In mancanza di altre valide alternative terapeutiche, la Asl deve fornire al paziente in ambito ospedaliero, dunque a carico del Ssn, i farmaci cannabinoidi importati dall'estero. Così ha deciso il giudice del lavoro di Novara, con un'ordinanza emessa su ricorso dell'avvocato Antonio Codega e resa nota oggi dall'associazione Luca Coscioni.

La vicenda
Dopo un intervento di chirurgia settoplastica, nel 2007 una donna accusa dolori fortissimi alla base del naso e intorno all'occhio. La sofferenza si aggrava con il passare del tempo, finché due anni dopo l'operazione un Centro di terapia del dolore milanese diagnostica una malattia rara, la sindrome di Charlin, caratterizzata da dolori violenti e profondi in sede oculo-nasale. Nel 2010, data l'inefficacia delle terapie, alcuni specialisti indicano la possibilità di trattare la paziente con il nabilone, un cannabinoide. Effettivamente la cura intrapresa - a base di un altro cannabinoide (il Cannabis Flos 19% Thc) con lo stesso principio attivo - funziona. Il farmaco, però, è importato dall'estero e a carico della paziente, costretta a sostenere una spesa mensile di circa 1.500 euro per l'acquisto del medicinale pur essendo disoccupata e a carico dei genitori pensionati. Di qui il ricorso al giudice, con una "carta" fondamentale: la stessa Asl, nel certificare che la donna è affetta da sindrome di Charlin, ha ammesso che il nabilone appariva «l'unica possibilità terapeutica per ripristinare una qualità di vita accettabile», raccomandando un periodo di 2-3 mesi di trattamento, e nel novembre 2011 le ha consegnato due confezioni al prezzo di 565,55 euro.

L'ordinanza
Il giudice di Novara ha parzialmente accolto il ricorso della paziente, nel senso che le ha riconosciuto il diritto a ottenere gratuitamente dalla Asl il nabilone e non il farmaco che lei ha effettivamente assunto, perché il parere favorevole del responsabile della terapia del dolore dell'azienda sanitaria riguardava il primo medicinale e non il secondo. L'articolo 5 del Dm 11 febbraio 1997, che disciplina i farmaci venduti all'estero ma non autorizzati in Italia e spediti a richiesta del medico curante, precisa infatti che la spesa relativa non deve essere a carico del paziente soltanto se il medicinale è richiesto da un ospedale.

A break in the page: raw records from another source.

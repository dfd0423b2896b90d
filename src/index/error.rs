use crate::file::FileError;
use crate::storage::StorageError;
use thiserror::Error;

#[derive(Debug, Error)]
pub enum IndexError {
    #[error("File error: {0}")]
    File(#[from] FileError),

    #[error("Storage error: {0}")]
    Storage(#[from] StorageError),

    #[error("Not an index file (bad magic)")]
    InvalidMagic,

    #[error("Corrupted index node on page {0}")]
    CorruptedNode(u32),

    #[error("Index node on page {0} does not fit in a page")]
    NodeOverflow(u32),

    #[error("No index on {table}.{column}")]
    IndexNotFound { table: String, column: String },

    #[error("Index on {table}.{column} already exists")]
    IndexAlreadyExists { table: String, column: String },

    #[error("Duplicate key {key} for unique index on {table}.{column}")]
    UniqueViolation {
        table: String,
        column: String,
        key: String,
    },

    #[error("NULL values cannot be indexed")]
    NotIndexable,

    #[error("Key type mismatch: index expects {expected}, got {actual}")]
    KeyTypeMismatch { expected: String, actual: String },

    #[error("Serialization error: {0}")]
    Serialization(String),

    #[error("Deserialization error: {0}")]
    Deserialization(String),
}

pub type IndexResult<T> = Result<T, IndexError>;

Il giudice sottolinea che non si può più dubitare «sull'utilità dei farmaci e delle prescrizioni galeniche a base di cannabinoidi per finalità terapeutiche» ed evidenzia come molte Regioni, ma non il Piemonte, abbiano «provveduto a regolamentare le modalità di erogazione». Ricorda poi che il diritto alla salute, combinato con il principio di uguaglianza, «impone a carico dello Stato il dovere di garantire a tutti i cittadini pieno e libero accesso alle cure, indipendentemente dalle possibilità economiche di ciascuno». Un diritto che impone uno specifico onere di protezione, da parte dello Stato, anche quando la salute di un individuo «sia pregiudicata o anche solo messa in pericolo da libere iniziative del medesimo».

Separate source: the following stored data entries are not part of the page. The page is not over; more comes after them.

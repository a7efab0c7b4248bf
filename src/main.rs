use clap::Parser;
use person_info::utils::{logger, validation::Validate};
use person_info::{export, read_all, sort_by_age, CliConfig, TokenReader};
use std::fs::File;
use std::io::{self, BufRead, BufReader};

fn main() {
    let config = CliConfig::parse();

    if let Err(e) = run(&config) {
        tracing::error!("❌ person-info failed: {}", e);
        eprintln!("❌ {}", e);
        std::process::exit(1);
    }
}

fn run(config: &CliConfig) -> person_info::Result<()> {
    config.validate()?;
    let file_config = config.load_file_config()?;
    let settings = config.resolve(file_config.as_ref())?;

    if settings.log_json {
        logger::init_json_logger(settings.log_level.as_deref());
    } else {
        logger::init_cli_logger(settings.log_level.as_deref());
    }
    tracing::debug!("Resolved settings: {:?}", settings);

    let reader: Box<dyn BufRead> = match settings.input.as_deref() {
        Some(path) => {
            tracing::info!("📂 Reading records from {}", path);
            Box::new(BufReader::new(File::open(path)?))
        }
        None => {
            tracing::info!("📂 Reading records from stdin");
            Box::new(io::stdin().lock())
        }
    };

    let mut input = TokenReader::new(reader);
    let mut records = read_all(&mut input)?;
    tracing::info!("Read {} records", records.len());

    if settings.sort_by_age {
        sort_by_age(&mut records);
    }

    let stdout = io::stdout();
    let mut out = stdout.lock();
    export(&records, settings.format, &mut out)?;

    tracing::info!("✅ Wrote {} records as {}", records.len(), settings.format);
    Ok(())
}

Ma la validità terapeutica del prodotto richiesto non può essere affermata dalla sola ricorrente, altrimenti si finirebbe per rendere ammissibile la fornitura di prodotti farmaceutici in assenza di ogni riscontro scientifico sulle loro possibilità di cura. Per questo va ordinato alla Asl di fornire urgentemente il medicinale raccomandato dai medici della struttura e non l'altro, per un periodo di sperimentazione di tre mesi e salva possibilità di prosecuzione in caso di esiti positivi.

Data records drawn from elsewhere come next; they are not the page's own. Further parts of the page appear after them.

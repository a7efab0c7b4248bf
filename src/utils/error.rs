use thiserror::Error;

#[derive(Error, Debug)]
pub enum PersonError {
    #[error("IO error: {0}")]
    IoError(#[from] std::io::Error),

    #[error("Unexpected end of input while reading {field}")]
    UnexpectedEof { field: &'static str },

    #[error("Invalid value for {field}: {token:?}")]
    InvalidToken { field: &'static str, token: String },

    #[error("Input stream is in a failed state")]
    StreamFailed,

    #[error("Labeled format error at line {line}: {message}")]
    LabeledFormat { line: usize, message: String },

    #[error("CSV processing error: {0}")]
    CsvError(#[from] csv::Error),

    #[error("Serialization error: {0}")]
    SerializationError(#[from] serde_json::Error),

    #[error("Configuration error: {message}")]
    ConfigError { message: String },

    #[error("Invalid configuration value for {field}: {value} ({reason})")]
    InvalidConfigValue {
        field: String,
        value: String,
        reason: String,
    },
}

impl PersonError {
    /// True for errors raised while extracting tokens from an input stream.
    pub fn is_stream_failure(&self) -> bool {
        matches!(
            self,
            PersonError::UnexpectedEof { .. }
                | PersonError::InvalidToken { .. }
                | PersonError::StreamFailed
        )
    }
}

pub type Result<T> = std::result::Result<T, PersonError>;
use tracing_subscriber::{layer::SubscriberExt, util::SubscriberInitExt, EnvFilter};

/// `RUST_LOG` wins; otherwise `level` (from `--verbose` or the config file)
/// applies to this crate and everything else stays at info.
fn build_filter(level: Option<&str>) -> EnvFilter {
    let default_directive = match level {
        Some(level) => format!("person_info={},info", level),
        None => "person_info=info".to_string(),
    };

    EnvFilter::try_from_default_env().unwrap_or_else(|_| EnvFilter::new(default_directive))
}

pub fn init_cli_logger(level: Option<&str>) {
    // stderr keeps stdout clean for exported records
    tracing_subscriber::registry()
        .with(build_filter(level))
        .with(
            tracing_subscriber::fmt::layer()
                .with_writer(std::io::stderr)
                .with_target(false)
                .with_thread_ids(false)
                .with_file(false)
                .with_line_number(false)
                .compact(),
        )
        .init();
}

pub fn init_json_logger(level: Option<&str>) {
    tracing_subscriber::registry()
        .with(build_filter(level))
        .with(
            tracing_subscriber::fmt::layer()
                .with_writer(std::io::stderr)
                .with_target(false)
                .with_thread_ids(false)
                .with_file(false)
                .with_line_number(false)
                .json(),
        )
        .init();
}
pub mod export;
pub mod labeled;
pub mod stream;
pub mod tokens;

pub use crate::domain::model::PersonInfo;
pub use crate::utils::error::Result;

L'associazione Coscioni: «Troppi vuoti legislativi»
«Il Tribunale di Novara - dice Codega - ha riaffermato che la Costituzione, tutelando la salute come diritto fondamentale dell'individuo, enuncia anche il diritto all'assistenza sanitaria e farmaceutica. Si tratta di una norma direttamente vincolante per tutti e non solo per il legislatore, quale limite nell'emissione di successive leggi ordinarie. Nei casi in cui sussista pericolo di vita, di aggravamento della patologia o di non adeguata guarigione, gli organi sanitari pubblici sono tenuti, senza possibilità di valutazione discrezionale, a provvedere al riguardo; la stessa regola vale anche pper le cosiddette cure palliative, tra cui di certo rientrano i farmaci cannabinoidi».
Per l'associazione, la via giudiziaria può servire a superare i vuoti legislativi «che complicano l'accesso alle cure ai malati che risiedono nelle molte Regioni prive di regolamentazione in materia di uso terapeutico della cannabis». Regioni in cui «l'unica alternativa per i malati sembrerebbe quella di dover affrontare notevoli spese o, peggio, scegliere sconsigliabili scorciatoie illegali, commettendo dei reati, che in generale restano tali anche se per scopo di cura».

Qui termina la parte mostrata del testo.